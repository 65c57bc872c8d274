//! Nearest-neighbor constructive heuristic.
//!
//! Builds a closed tour greedily: starting from the start city, always
//! visit the nearest unvisited city, then return to the start.
//!
//! # Complexity
//!
//! O(n²) where n = number of cities.
//!
//! # Reference
//!
//! The simplest TSP construction heuristic. Solution quality is typically
//! about 25% above optimal, but it is a fast, deterministic baseline.

use tracing::debug;

use crate::distance::DistanceMatrix;
use crate::error::TspError;
use crate::models::Tour;

/// Constructs a closed tour using the nearest-neighbor heuristic.
///
/// Ties are broken by the earliest position in `cities`. A candidate at
/// infinite distance is only taken when no unvisited city is reachable, in
/// which case the first unvisited city is chosen and the returned length is
/// infinite.
///
/// # Arguments
///
/// * `distances` — Distance matrix
/// * `cities` — City ids; also the scan order for tie-breaking
/// * `start` — Start city; defaults to `cities[0]`
///
/// # Errors
///
/// [`TspError::UnknownCity`] if `start` is not one of `cities`.
///
/// # Examples
///
/// ```
/// use u_tsp::models::City;
/// use u_tsp::distance::DistanceMatrix;
/// use u_tsp::constructive::nearest_neighbor;
///
/// let cities = vec![
///     City::new(0, 0.0, 0.0),
///     City::new(1, 0.0, 1.0),
///     City::new(2, 1.0, 1.0),
///     City::new(3, 1.0, 0.0),
/// ];
/// let dm = DistanceMatrix::from_cities(&cities);
///
/// let (tour, length) = nearest_neighbor(&dm, dm.ids(), None).unwrap();
/// assert_eq!(tour.stops(), &[0, 1, 2, 3, 0]);
/// assert!((length - 4.0).abs() < 1e-10);
/// ```
pub fn nearest_neighbor(
    distances: &DistanceMatrix,
    cities: &[usize],
    start: Option<usize>,
) -> Result<(Tour, f64), TspError> {
    let start_pos = match start {
        Some(id) => cities
            .iter()
            .position(|&c| c == id)
            .ok_or(TspError::UnknownCity(id))?,
        None => 0,
    };

    let n = cities.len();
    if n <= 1 {
        return Ok((Tour::closed(cities), 0.0));
    }

    let mut visited = vec![false; n];
    visited[start_pos] = true;
    let mut order = Vec::with_capacity(n);
    order.push(cities[start_pos]);
    let mut current = cities[start_pos];
    let mut total = 0.0;

    for _ in 1..n {
        let mut best: Option<(usize, f64)> = None;
        for (pos, &city) in cities.iter().enumerate() {
            if visited[pos] {
                continue;
            }
            let d = distances.get(current, city);
            // The first unvisited city stands in until a strictly closer one appears.
            if best.is_none_or(|(_, best_d)| d < best_d) {
                best = Some((pos, d));
            }
        }

        let Some((next, d)) = best else { break };
        visited[next] = true;
        order.push(cities[next]);
        total += d;
        current = cities[next];
    }

    total += distances.get(current, cities[start_pos]);
    let tour = Tour::closed(&order);
    debug!(cities = n, length = total, "nearest-neighbor tour built");
    Ok((tour, total))
}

+---+

WHAT IS EXPECTED
Retype the entries exactly; leave nothing out.

ANSWER
repository 65c57bc872c8d274
//! Nearest-neighbor constructive heuristic.
//!
//! Builds a closed tour greedily: starting from the start city, always
//! visit the nearest unvisited city, then return to the start.
//!
//! # Complexity
//!
//! O(n²) where n = number of cities.
//!
//! # Reference
//!
//! The simplest TSP construction heuristic. Solution quality is typically
//! about 25% above optimal, but it is a fast, deterministic baseline.

use tracing::debug;

use crate::distance::DistanceMatrix;
use crate::error::TspError;
use crate::models::Tour;

/// Constructs a closed tour using the nearest-neighbor heuristic.
///
/// Ties are broken by the earliest position in `cities`. A candidate at
/// infinite distance is only taken when no unvisited city is reachable, in
/// which case the first unvisited city is chosen and the returned length is
/// infinite.
///
/// # Arguments
///
/// * `distances` — Distance matrix
/// * `cities` — City ids; also the scan order for tie-breaking
/// * `start` — Start city; defaults to `cities[0]`
///
/// # Errors
///
/// [`TspError::UnknownCity`] if `start` is not one of `cities`.
///
/// # Examples
///
/// ```
/// use u_tsp::models::City;
/// use u_tsp::distance::DistanceMatrix;
/// use u_tsp::constructive::nearest_neighbor;
///
/// let cities = vec![
///     City::new(0, 0.0, 0.0),
///     City::new(1, 0.0, 1.0),
///     City::new(2, 1.0, 1.0),
///     City::new(3, 1.0, 0.0),
/// ];
/// let dm = DistanceMatrix::from_cities(&cities);
///
/// let (tour, length) = nearest_neighbor(&dm, dm.ids(), None).unwrap();
/// assert_eq!(tour.stops(), &[0, 1, 2, 3, 0]);
/// assert!((length - 4.0).abs() < 1e-10);
/// ```
pub fn nearest_neighbor(
    distances: &DistanceMatrix,
    cities: &[usize],
    start: Option<usize>,
) -> Result<(Tour, f64), TspError> {
    let start_pos = match start {
        Some(id) => cities
            .iter()
            .position(|&c| c == id)
            .ok_or(TspError::UnknownCity(id))?,
        None => 0,
    };

    let n = cities.len();
    if n <= 1 {
        return Ok((Tour::closed(cities), 0.0));
    }

    let mut visited = vec![false; n];
    visited[start_pos] = true;
    let mut order = Vec::with_capacity(n);
    order.push(cities[start_pos]);
    let mut current = cities[start_pos];
    let mut total = 0.0;

    for _ in 1..n {
        let mut best: Option<(usize, f64)> = None;
        for (pos, &city) in cities.iter().enumerate() {
            if visited[pos] {
                continue;
            }
            let d = distances.get(current, city);
            // The first unvisited city stands in until a strictly closer one appears.
            if best.is_none_or(|(_, best_d)| d < best_d) {
                best = Some((pos, d));
            }
        }

        let Some((next, d)) = best else { break };
        visited[next] = true;
        order.push(cities[next]);
        total += d;
        current = cities[next];
    }

    total += distances.get(current, cities[start_pos]);
    let tour = Tour::closed(&order);
    debug!(cities = n, length = total, "nearest-neighbor tour built");
    Ok((tour, total))
}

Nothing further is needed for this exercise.